[SOLVED] Persistent memory cache policy to write and read

Persistent memory cache policy to write and read

Is anyone aware of any shortcomings in trying to use the Intel Optane DC Memory (DCPMM) in App Direct Mode (that is as non-volatile memory) to write or read to/from it using Write Through (WT) or Un-Cacheable (UC) memory policies? The idea is to use regular memory as non-volatile (data is not lost in case of failure), having dirty cache lines is not ideal since is volatile. There are multiple links that show examples using Write Back (WB) or Write Combining (WC) with non-temporal access (NTA) instructions, also using WB and CLFLUSHOPT or CLWB write instructions. Are there any important drawbacks other than bandwidth, not writing an entire cache line to memory when using WT/UC compared to WB/WC?

Solution

(This is mostly speculation, I haven't done any performance testing with Optane DC PM, and only read about UC or WT for DRAM occasionally. But I think enough is known about how they work in general to say it's probably a bad idea for many workloads.)

Further reading about Optane DC PM DIMMs: https://thememoryguy.com/whats-inside-an-optane-dimm/ - they include a wear-leveling remapping layer like an SSD.

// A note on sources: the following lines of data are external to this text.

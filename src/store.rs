use std::{
    cell::{Cell, RefCell},
    collections::{BTreeMap, BTreeSet, HashMap},
    rc::Rc,
};

use derive_ex::Ex;
use parse_display::Display;
use slabmap::SlabMap;
use tracing::{debug, trace, warn};

use crate::{
    id::{DEFAULT_STORE_NAME, STORE_SLICE},
    matrix::{RenderTrigger, SubscriptionMatrix, TriggerQueue},
    selector::AsSelectorRef,
    validate, ActionRecord, ActionType, Error, MemberId, Registry, SelectorRef, SliceHandle,
    StateVersion, Value,
};

#[cfg(test)]
mod tests;

/// Immutable snapshot of a store's state tree.
///
/// Cloning is cheap. A commit replaces the snapshot wholesale; slices the
/// commit did not touch keep their previous `Rc`.
#[derive(Clone)]
pub struct StoreState(Rc<StateTree>);

struct StateTree {
    /// Shared with the committing store's name; identifies the store, not just its name.
    store: Rc<str>,
    version: StateVersion,
    slices: BTreeMap<String, Value>,
}

impl StoreState {
    pub fn store_name(&self) -> &str {
        &self.0.store
    }
    pub fn version(&self) -> StateVersion {
        self.0.version
    }

    /// Returns the state of slice `name`.
    ///
    /// # Panics
    ///
    /// Panics if the store has no slice `name` or its state is not an `S`.
    pub fn slice<S: 'static>(&self, name: &str) -> &S {
        match self.try_slice(name) {
            Some(s) => s,
            None => panic!(
                "store `{}` has no slice `{name}` of type `{}`",
                self.0.store,
                std::any::type_name::<S>()
            ),
        }
    }
    pub fn try_slice<S: 'static>(&self, name: &str) -> Option<&S> {
        self.0.slices.get(name)?.downcast_ref()
    }
    pub fn slice_rc<S: 'static>(&self, name: &str) -> Option<Rc<S>> {
        self.0.slices.get(name)?.clone().downcast().ok()
    }
    pub fn slice_names(&self) -> impl Iterator<Item = &str> {
        self.0.slices.keys().map(|s| s.as_str())
    }

    /// Returns `true` if both snapshots are the same commit.
    pub fn ptr_eq(&self, other: &Self) -> bool {
        Rc::ptr_eq(&self.0, &other.0)
    }

    pub(crate) fn raw_slice(&self, name: &str) -> Option<&Value> {
        self.0.slices.get(name)
    }
    fn with_slice(&self, name: &str, value: Value, version: StateVersion) -> Self {
        let mut slices = self.0.slices.clone();
        slices.insert(name.to_owned(), value);
        Self(Rc::new(StateTree {
            store: self.0.store.clone(),
            version,
            slices,
        }))
    }
}
impl PartialEq for StoreState {
    fn eq(&self, other: &Self) -> bool {
        self.ptr_eq(other)
    }
}
impl std::fmt::Debug for StoreState {
    fn fmt(&self, f: &mut std::fmt::Formatter<'_>) -> std::fmt::Result {
        f.debug_struct("StoreState")
            .field("store", &self.0.store)
            .field("version", &self.0.version)
            .field("slices", &self.0.slices.keys().collect::<Vec<_>>())
            .finish()
    }
}

#[derive(Clone, Copy, Debug, Display, PartialEq, Eq)]
#[display(style = "SNAKE_CASE")]
pub enum StoreStatus {
    Ready,
    /// A reducer is running; actions cannot be invoked.
    Reducing,
    /// A selector is running; actions and other selectors cannot be invoked.
    Selecting,
}

pub(crate) type ErasedReducer = Rc<dyn Fn(&Value, &ActionRecord) -> Result<Value, Error>>;

/// Late-bound reference from a handle to the store it belongs to.
#[derive(Clone)]
pub(crate) struct StoreBinding {
    name: Rc<str>,
    store: Rc<RefCell<Option<Store>>>,
}

impl StoreBinding {
    pub fn new(name: &str) -> Self {
        Self {
            name: name.into(),
            store: Rc::new(RefCell::new(None)),
        }
    }
    pub fn name(&self) -> &str {
        &self.name
    }
    pub fn get(&self) -> Result<Store, Error> {
        match &*self.store.borrow() {
            Some(store) => Ok(store.clone()),
            None => Err(Error::UninitializedStore(self.name.to_string())),
        }
    }
    pub fn is_finalized(&self) -> bool {
        self.store.borrow().is_some()
    }
    fn set(&self, store: Store) {
        *self.store.borrow_mut() = Some(store);
    }
}

/// A named container of slices with its own dispatch loop and subscriptions.
#[derive(Clone)]
pub struct Store(Rc<StoreNode>);

struct StoreNode {
    name: Rc<str>,
    tokens: crate::id::Tokens,
    status: Cell<StoreStatus>,
    state: RefCell<StoreState>,
    reducers: HashMap<String, HashMap<ActionType, ErasedReducer>>,
    actions: BTreeMap<String, Vec<MemberId>>,
    selectors: BTreeMap<String, Vec<MemberId>>,
    matrix: RefCell<SubscriptionMatrix>,
    state_observers: RefCell<SlabMap<Rc<RenderTrigger<StoreState>>>>,
    triggers: TriggerQueue,
}

impl Store {
    pub fn name(&self) -> &str {
        &self.0.name
    }
    pub fn status(&self) -> StoreStatus {
        self.0.status.get()
    }
    pub fn state_version(&self) -> StateVersion {
        self.0.state.borrow().version()
    }
    pub fn get_state(&self) -> StoreState {
        self.0.state.borrow().clone()
    }
    pub fn get_slice_state<S: 'static>(&self, slice: &str) -> Option<Rc<S>> {
        self.0.state.borrow().slice_rc(slice)
    }

    /// Ids of the actions of `slice`, or of the whole store if `None`.
    pub fn get_actions(&self, slice: Option<&str>) -> Vec<MemberId> {
        collect_members(&self.0.actions, slice)
    }

    /// Ids of the selectors owned by `slice`, or of the whole store if `None`.
    ///
    /// Store-level selectors claimed by a slice are listed under that slice.
    pub fn get_selectors(&self, slice: Option<&str>) -> Vec<MemberId> {
        collect_members(&self.0.selectors, slice)
    }

    /// Number of live cache entries.
    pub fn cache_entry_count(&self) -> usize {
        self.0.matrix.borrow().len()
    }

    pub fn ptr_eq(&self, other: &Self) -> bool {
        Rc::ptr_eq(&self.0, &other.0)
    }

    /// Returns `true` if `state` was committed by this store.
    pub fn owns(&self, state: &StoreState) -> bool {
        Rc::ptr_eq(&self.0.name, &state.0.store)
    }
    pub(crate) fn is_current(&self, state: &StoreState) -> bool {
        self.0.state.borrow().ptr_eq(state)
    }

    pub(crate) fn matrix(&self) -> &RefCell<SubscriptionMatrix> {
        &self.0.matrix
    }
    pub(crate) fn triggers(&self) -> &TriggerQueue {
        &self.0.triggers
    }
    pub(crate) fn state_observers(&self) -> &RefCell<SlabMap<Rc<RenderTrigger<StoreState>>>> {
        &self.0.state_observers
    }

    /// Fails if an action may not be invoked right now.
    pub(crate) fn check_invocable(&self) -> Result<(), Error> {
        match self.status() {
            StoreStatus::Ready => Ok(()),
            StoreStatus::Reducing => Err(Error::ReentrantFromReducer(self.name().to_owned())),
            StoreStatus::Selecting => Err(Error::ReentrantFromSelector(self.name().to_owned())),
        }
    }

    /// Enters `Selecting` until the returned guard is dropped.
    pub(crate) fn enter_selecting(&self) -> Result<StatusGuard, Error> {
        if self.status() == StoreStatus::Selecting {
            return Err(Error::ReentrantFromSelector(self.name().to_owned()));
        }
        Ok(StatusGuard::enter(self, StoreStatus::Selecting))
    }

    /// Applies `record` to its slice and commits the result.
    ///
    /// Returns `false` without touching the state if the slice has no handler
    /// for the record's type.
    pub(crate) fn dispatch(&self, record: &ActionRecord) -> Result<bool, Error> {
        self.check_invocable()?;
        let slice = record.slice_name();
        let Some(reducer) = self
            .0
            .reducers
            .get(slice)
            .and_then(|table| table.get(record.action_type()))
        else {
            trace!(store = self.name(), action_type = %record.action_type(), "no handler");
            return Ok(false);
        };
        let prev = self.get_state();
        let Some(slice_state) = prev.raw_slice(slice) else {
            return Ok(false);
        };
        let next_slice = {
            let _guard = StatusGuard::enter(self, StoreStatus::Reducing);
            reducer(slice_state, record)?
        };
        let version = StateVersion::new(&self.0.tokens);
        let next = prev.with_slice(slice, next_slice, version);
        *self.0.state.borrow_mut() = next.clone();
        trace!(store = self.name(), action_type = %record.action_type(), %version, "commit");
        self.drive_subscriptions(&next);
        Ok(true)
    }

    fn drive_subscriptions(&self, state: &StoreState) {
        let entries = self.0.matrix.borrow().observed();
        {
            let _guard = StatusGuard::enter(self, StoreStatus::Selecting);
            for entry in entries {
                if let Err(e) = entry.refresh(self, state) {
                    warn!(
                        store = self.name(),
                        selector = %entry.selector_id(),
                        error = %e,
                        "refresh failed"
                    );
                }
            }
        }
        let observers: Vec<_> = self.0.state_observers.borrow().values().cloned().collect();
        for observer in observers {
            observer.enqueue(state.clone(), &self.0.triggers);
        }
        self.0.triggers.flush();
    }
}
impl std::fmt::Debug for Store {
    fn fmt(&self, f: &mut std::fmt::Formatter<'_>) -> std::fmt::Result {
        f.debug_struct("Store")
            .field("name", &self.0.name)
            .field("status", &self.status())
            .field("version", &self.state_version())
            .finish()
    }
}

fn collect_members(map: &BTreeMap<String, Vec<MemberId>>, slice: Option<&str>) -> Vec<MemberId> {
    match slice {
        Some(slice) => map.get(slice).cloned().unwrap_or_default(),
        None => map.values().flatten().cloned().collect(),
    }
}

/// Restores the previous store status on drop.
pub(crate) struct StatusGuard {
    store: Store,
    prev: StoreStatus,
}
impl StatusGuard {
    fn enter(store: &Store, status: StoreStatus) -> Self {
        let prev = store.0.status.replace(status);
        Self {
            store: store.clone(),
            prev,
        }
    }
}
impl Drop for StatusGuard {
    fn drop(&mut self) {
        self.store.0.status.set(self.prev);
    }
}

/// Slices and store-level selectors that make up a store.
#[derive(Ex)]
#[derive_ex(Default)]
#[default(Self::new())]
pub struct StoreBuilder {
    name: Option<String>,
    slices: Vec<(String, String)>,
    selectors: Vec<SelectorRef>,
}

impl StoreBuilder {
    pub fn new() -> Self {
        Self {
            name: None,
            slices: Vec::new(),
            selectors: Vec::new(),
        }
    }
    pub fn name(mut self, name: &str) -> Self {
        self.name = Some(name.to_owned());
        self
    }
    pub fn slice<S: 'static>(mut self, slice: &SliceHandle<S>) -> Self {
        self.slices
            .push((slice.store_name().to_owned(), slice.name().to_owned()));
        self
    }
    pub fn selector(mut self, selector: &impl AsSelectorRef) -> Self {
        self.selectors.push(selector.selector_ref());
        self
    }
}

impl Registry {
    /// Finalizes a store from its slices and store-level selectors.
    ///
    /// After this succeeds, the store's actions and selectors become invocable
    /// and no further registration into the store is accepted.
    pub fn create_store(&self, builder: StoreBuilder) -> Result<Store, Error> {
        let name = builder.name.as_deref().unwrap_or(DEFAULT_STORE_NAME);
        let mut data = self.data_mut();
        validate::open_store(&data, name)?;

        let mut listed = BTreeSet::new();
        for (store, slice) in &builder.slices {
            if store != name {
                return Err(Error::ForeignSlice {
                    store: name.to_owned(),
                    slice: slice.clone(),
                });
            }
            if !listed.insert(slice.as_str()) {
                return Err(Error::DuplicateSlice(slice.clone()));
            }
        }
        for (store, slice) in data.slices.keys() {
            if store == name && !listed.contains(slice.as_str()) {
                return Err(Error::MissingSlice {
                    store: store.clone(),
                    slice: slice.clone(),
                });
            }
        }
        for (id, _) in data.actions_of(name) {
            if !listed.contains(id.slice.as_str()) {
                return Err(Error::UnknownSlice(id.clone()));
            }
        }
        for (id, _) in data.selectors_of(name) {
            if !id.is_store_level() && !listed.contains(id.slice.as_str()) {
                return Err(Error::UnknownSlice(id.clone()));
            }
        }

        let mut store_selectors = BTreeSet::new();
        for r in &builder.selectors {
            if r.is_import() {
                return Err(Error::ImportedSelector(r.id().clone()));
            }
            let Some(entry) = data.selectors.get(r.id()) else {
                return Err(Error::UnknownSelector(r.id().clone()));
            };
            if r.id().store != name || !r.id().is_store_level() {
                return Err(Error::ForeignSelector {
                    selector: r.id().clone(),
                    store: name.to_owned(),
                    slice: STORE_SLICE.to_owned(),
                });
            }
            if let Some(slice) = &entry.claimed_by {
                return Err(Error::SelectorAlreadyClaimed {
                    selector: r.id().clone(),
                    slice: slice.clone(),
                });
            }
            if !store_selectors.insert(r.id().clone()) {
                return Err(Error::DuplicateSelector(r.id().clone()));
            }
        }
        for (id, entry) in data.selectors_of(name) {
            if id.is_store_level() && entry.claimed_by.is_none() && !store_selectors.contains(id) {
                return Err(Error::MissingSelector(id.clone()));
            }
        }

        let mut slices = BTreeMap::new();
        let mut reducers = HashMap::new();
        for ((store, slice), record) in &data.slices {
            if store == name {
                slices.insert(slice.clone(), record.initial.clone());
                reducers.insert(
                    slice.clone(),
                    record.reducers.iter().cloned().collect::<HashMap<_, _>>(),
                );
            }
        }
        let mut actions = BTreeMap::<String, Vec<MemberId>>::new();
        for (id, _) in data.actions_of(name) {
            actions.entry(id.slice.clone()).or_default().push(id.clone());
        }
        let mut selectors = BTreeMap::<String, Vec<MemberId>>::new();
        for (id, entry) in data.selectors_of(name) {
            let owner = entry.claimed_by.clone().unwrap_or_else(|| id.slice.clone());
            selectors.entry(owner).or_default().push(id.clone());
        }

        let tokens = data.tokens.clone();
        let name: Rc<str> = name.into();
        let state = StoreState(Rc::new(StateTree {
            store: name.clone(),
            version: StateVersion::new(&tokens),
            slices,
        }));
        let store = Store(Rc::new(StoreNode {
            name: name.clone(),
            tokens,
            status: Cell::new(StoreStatus::Ready),
            state: RefCell::new(state),
            reducers,
            actions,
            selectors,
            matrix: RefCell::new(SubscriptionMatrix::default()),
            state_observers: RefCell::new(SlabMap::new()),
            triggers: TriggerQueue::default(),
        }));
        data.binding(&name).set(store.clone());
        debug!(store = &*name, "create store");
        Ok(store)
    }
}
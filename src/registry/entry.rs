//! # Listener callbacks and registry entries.
//!
//! Two callback contracts exist, one per execution strategy:
//!
//! - [`Listen`] — synchronous callbacks, driven by [`Dispatcher`](crate::Dispatcher).
//! - [`ListenAsync`] — asynchronous callbacks, driven by
//!   [`AsyncDispatcher`](crate::AsyncDispatcher).
//!
//! Both return [`ListenerOutput`]: `Ok(None)` contributes nothing to the
//! merged emission result, `Ok(Some(value))` must be a JSON object with keys
//! disjoint from every other listener's, and `Err` fails the emission.
//!
//! ## Identity
//! Listener identity is reference identity: [`ListenerKey`] is the address of
//! the `Arc` allocation behind the callback handle. Cloning a handle keeps its
//! key; constructing a new listener — even with the same name and body —
//! produces a fresh one. Names are debug labels only and never participate in
//! identity or deduplication.
//!
//! ## Example
//! ```rust
//! use eventvisor::{Callback, ListenerEntry, ListenerFn, ListenerRef};
//!
//! let audit: ListenerRef = ListenerFn::arc("audit", |_ev| Ok(None));
//! let entry = ListenerEntry::new(audit.clone()).with_priority(10);
//!
//! assert_eq!(entry.name(), "audit");
//! assert_eq!(entry.key(), audit.key()); // clones share identity
//! ```

use std::borrow::Cow;
use std::fmt;
use std::future::Future;
use std::sync::Arc;

use async_trait::async_trait;
use serde_json::Value;

use crate::error::ListenerError;
use crate::events::Event;

/// Result of one listener invocation: an optional JSON object, or an error.
pub type ListenerOutput = Result<Option<Value>, ListenerError>;

/// Shared handle to a synchronous listener callback.
pub type ListenerRef = Arc<dyn Listen>;

/// Shared handle to an asynchronous listener callback.
pub type AsyncListenerRef = Arc<dyn ListenAsync>;

/// Contract for synchronous listeners.
///
/// Called in-line by the sequential dispatcher; a nested
/// `Dispatcher::emit` from inside `on_event` recurses directly on the call
/// stack and completes before this invocation returns.
pub trait Listen: Send + Sync + 'static {
    /// Handle a single event.
    fn on_event(&self, event: &dyn Event) -> ListenerOutput;

    /// Human-readable name (for logs and error messages).
    fn name(&self) -> &str {
        std::any::type_name::<Self>()
    }
}

/// Contract for asynchronous listeners.
///
/// Same-priority listeners run as sibling tasks, so implementations must be
/// prepared to be cancelled mid-flight when a sibling fails.
#[async_trait]
pub trait ListenAsync: Send + Sync + 'static {
    /// Handle a single event.
    async fn on_event(&self, event: Arc<dyn Event>) -> ListenerOutput;

    /// Human-readable name (for logs and error messages).
    fn name(&self) -> &str {
        std::any::type_name::<Self>()
    }
}

/// Function-backed synchronous listener.
///
/// Wraps a plain closure so callers don't need a named type per hook.
pub struct ListenerFn<F> {
    name: Cow<'static, str>,
    f: F,
}

impl<F> ListenerFn<F> {
    /// Creates a new function-backed listener.
    ///
    /// Prefer [`ListenerFn::arc`] when you immediately need a [`ListenerRef`].
    pub fn new(name: impl Into<Cow<'static, str>>, f: F) -> Self {
        Self {
            name: name.into(),
            f,
        }
    }

    /// Creates the listener and returns it as a shared handle.
    pub fn arc(name: impl Into<Cow<'static, str>>, f: F) -> ListenerRef
    where
        F: Fn(&dyn Event) -> ListenerOutput + Send + Sync + 'static,
    {
        Arc::new(Self::new(name, f))
    }
}

impl<F> Listen for ListenerFn<F>
where
    F: Fn(&dyn Event) -> ListenerOutput + Send + Sync + 'static,
{
    fn on_event(&self, event: &dyn Event) -> ListenerOutput {
        (self.f)(event)
    }

    fn name(&self) -> &str {
        &self.name
    }
}

/// Function-backed asynchronous listener.
///
/// Wraps a closure `F: Fn(Arc<dyn Event>) -> Fut`, producing a fresh future
/// per invocation. Shared state goes through an explicit `Arc` inside the
/// closure, never hidden mutation.
pub struct AsyncListenerFn<F> {
    name: Cow<'static, str>,
    f: F,
}

impl<F> AsyncListenerFn<F> {
    /// Creates a new function-backed async listener.
    pub fn new(name: impl Into<Cow<'static, str>>, f: F) -> Self {
        Self {
            name: name.into(),
            f,
        }
    }

    /// Creates the listener and returns it as a shared handle.
    pub fn arc<Fut>(name: impl Into<Cow<'static, str>>, f: F) -> AsyncListenerRef
    where
        F: Fn(Arc<dyn Event>) -> Fut + Send + Sync + 'static,
        Fut: Future<Output = ListenerOutput> + Send + 'static,
    {
        Arc::new(Self::new(name, f))
    }
}

#[async_trait]
impl<F, Fut> ListenAsync for AsyncListenerFn<F>
where
    F: Fn(Arc<dyn Event>) -> Fut + Send + Sync + 'static,
    Fut: Future<Output = ListenerOutput> + Send + 'static,
{
    async fn on_event(&self, event: Arc<dyn Event>) -> ListenerOutput {
        (self.f)(event).await
    }

    fn name(&self) -> &str {
        &self.name
    }
}

/// Reference identity of a listener callback (the `Arc` allocation address).
#[derive(Debug, Clone, Copy, PartialEq, Eq, Hash)]
pub struct ListenerKey(usize);

/// Identity and labeling surface shared by both callback handle kinds.
///
/// Implemented for [`ListenerRef`] and [`AsyncListenerRef`]; the registry is
/// generic over this trait so both dispatchers share one implementation.
pub trait Callback: Clone + Send + Sync + 'static {
    /// Reference identity of the underlying callback.
    fn key(&self) -> ListenerKey;

    /// Debug label of the underlying callback.
    fn label(&self) -> String;
}

impl Callback for ListenerRef {
    fn key(&self) -> ListenerKey {
        ListenerKey(Arc::as_ptr(self) as *const () as usize)
    }

    fn label(&self) -> String {
        self.name().to_string()
    }
}

impl Callback for AsyncListenerRef {
    fn key(&self) -> ListenerKey {
        ListenerKey(Arc::as_ptr(self) as *const () as usize)
    }

    fn label(&self) -> String {
        self.name().to_string()
    }
}

/// A dependency edge captured at entry-build time.
///
/// Keeps the dependency's label next to its key so rejection messages can
/// name callbacks instead of printing addresses.
#[derive(Debug, Clone, PartialEq, Eq)]
pub struct AfterRef {
    key: ListenerKey,
    label: String,
}

impl AfterRef {
    /// Identity of the callback that must run first.
    pub fn key(&self) -> ListenerKey {
        self.key
    }

    /// Debug label of that callback.
    pub fn label(&self) -> &str {
        &self.label
    }
}

/// A registered listener: callback handle plus scheduling metadata.
///
/// Built with chained setters, then handed to `add_listener`; immutable from
/// that point on.
///
/// ## Example
/// ```rust
/// use eventvisor::{ListenerEntry, ListenerFn, ListenerRef};
///
/// let first: ListenerRef = ListenerFn::arc("first", |_ev| Ok(None));
/// let second: ListenerRef = ListenerFn::arc("second", |_ev| Ok(None));
///
/// let entry = ListenerEntry::new(second.clone())
///     .with_priority(5)
///     .with_after(&first);
///
/// assert_eq!(entry.priority(), 5);
/// assert_eq!(entry.after().len(), 1);
/// ```
#[derive(Clone)]
pub struct ListenerEntry<C> {
    callback: C,
    priority: i32,
    after: Vec<AfterRef>,
    name: String,
}

impl<C: Callback> ListenerEntry<C> {
    /// Creates an entry with priority 0, no dependencies, and the callback's
    /// own label as its debug name.
    pub fn new(callback: C) -> Self {
        let name = callback.label();
        Self {
            callback,
            priority: 0,
            after: Vec::new(),
            name,
        }
    }

    /// Sets the priority (higher executes earlier; default 0).
    pub fn with_priority(mut self, priority: i32) -> Self {
        self.priority = priority;
        self
    }

    /// Declares that `dep` must execute before this listener.
    ///
    /// Only constrains ordering within the same priority layer; a dependency
    /// in a higher layer is already satisfied by layer order.
    pub fn with_after(mut self, dep: &C) -> Self {
        self.after.push(AfterRef {
            key: dep.key(),
            label: dep.label(),
        });
        self
    }

    /// Overrides the debug name.
    pub fn with_name(mut self, name: impl Into<String>) -> Self {
        self.name = name.into();
        self
    }

    /// The callback handle.
    pub fn callback(&self) -> &C {
        &self.callback
    }

    /// Reference identity of the callback.
    pub fn key(&self) -> ListenerKey {
        self.callback.key()
    }

    /// Priority value (higher executes earlier).
    pub fn priority(&self) -> i32 {
        self.priority
    }

    /// Dependency edges captured at build time.
    pub fn after(&self) -> &[AfterRef] {
        &self.after
    }

    /// Debug name.
    pub fn name(&self) -> &str {
        &self.name
    }
}

impl<C: Callback> PartialEq for ListenerEntry<C> {
    fn eq(&self, other: &Self) -> bool {
        self.key() == other.key()
            && self.priority == other.priority
            && self.after == other.after
            && self.name == other.name
    }
}

impl<C: Callback> Eq for ListenerEntry<C> {}

impl<C: Callback> fmt::Debug for ListenerEntry<C> {
    fn fmt(&self, f: &mut fmt::Formatter<'_>) -> fmt::Result {
        f.debug_struct("ListenerEntry")
            .field("name", &self.name)
            .field("priority", &self.priority)
            .field("key", &self.key())
            .field("after", &self.after)
            .finish()
    }
}

#[cfg(test)]
mod tests {
    use super::*;

    fn noop(name: &'static str) -> ListenerRef {
        ListenerFn::arc(name, |_ev| Ok(None))
    }

    #[test]
    fn test_clones_share_identity() {
        let l = noop("l");
        let c = l.clone();
        assert_eq!(l.key(), c.key());
    }

    #[test]
    fn test_distinct_listeners_have_distinct_keys() {
        // Same name, same body: identity is the allocation, not the label.
        let a = noop("same");
        let b = noop("same");
        assert_ne!(a.key(), b.key());
    }

    #[test]
    fn test_entry_defaults() {
        let l = noop("hook");
        let entry = ListenerEntry::new(l.clone());
        assert_eq!(entry.priority(), 0);
        assert!(entry.after().is_empty());
        assert_eq!(entry.name(), "hook");
        assert_eq!(entry.key(), l.key());
    }

    #[test]
    fn test_entry_builder_chain() {
        let dep = noop("dep");
        let l = noop("l");
        let entry = ListenerEntry::new(l)
            .with_priority(-3)
            .with_after(&dep)
            .with_name("renamed");
        assert_eq!(entry.priority(), -3);
        assert_eq!(entry.after()[0].key(), dep.key());
        assert_eq!(entry.after()[0].label(), "dep");
        assert_eq!(entry.name(), "renamed");
    }

    #[tokio::test]
    async fn test_async_fn_adapter() {
        let l: AsyncListenerRef = AsyncListenerFn::arc("async", |_ev| async { Ok(None) });
        assert_eq!(l.name(), "async");
        assert_eq!(l.key(), l.clone().key());
    }
}
//! Stock listeners shipped with the engine.

#[cfg(feature = "logging")]
mod log;

#[cfg(feature = "logging")]
pub use log::LogWriter;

Also related: When I test AEP memory, I found that flushing a cacheline repeatedly has a higher latency than flushing different cachelines. I want to know what caused this phenomenon. Is it wear leveling mechanism ? on Intel forums. That would indicate that repeated writes to the same cache line might be even worse than you might expect.

UC also implies strong ordering which would hurt OoO exec, I think. I think UC also stops you from using NT stores for full-line writes. It would also totally destroy read performance so I don't think it's worth considering.

WT is maybe worth considering as an alternative to clwb (assuming it actually works with NV memory), but you'd still have to be careful about compile-time reordering of stores. _mm_clwb is presumably a compiler memory barrier that would prevent such problems.

In a store-heavy workload, you'd expect serious slowdowns in writes, though. Per-core memory bandwidth is very much limited by number of outstanding requests. Making each request smaller (only 8 bytes or something instead of a whole line) don't make it appreciably faster. The vast majority of the time is in getting the request through the memory hierarchy, and waiting for the address lines to select the right place, not the actual burst transfer over the memory bus. (This is pipelined so with multiple full-line requests to the same DRAM page a memory controller can spend most of its time transferring data, not waiting, I think. Optane / 3DXPoint isn't as fast as DRAM so there may be more waiting.)

So for example, storing contiguous int64_t or double would take 8 separate stores per 64-byte cache line, unless you (or the compiler) vectorizes. With WT instead of WB + clwb, I'd guess that would be about 8x slower. This is not based on any real performance details about Optane DC PM; I haven't seen memory latency / bandwidth numbers, and I haven't looked at WT performance. I have seen occasional papers that compare synthetic workloads with WT vs. WB caching on real Intel hardware on regular DDR DRAM, though. I think it's usable if multiple writes to the same cache line aren't typical for your code. (But normally that's something you want to do and optimize for, because WB caching makes it very cheap.)

If you have AVX512, that lets you do full-line 64-byte stores, if you make sure they're aligned. (Which you generally want for performance with 512-bit vectors anyway).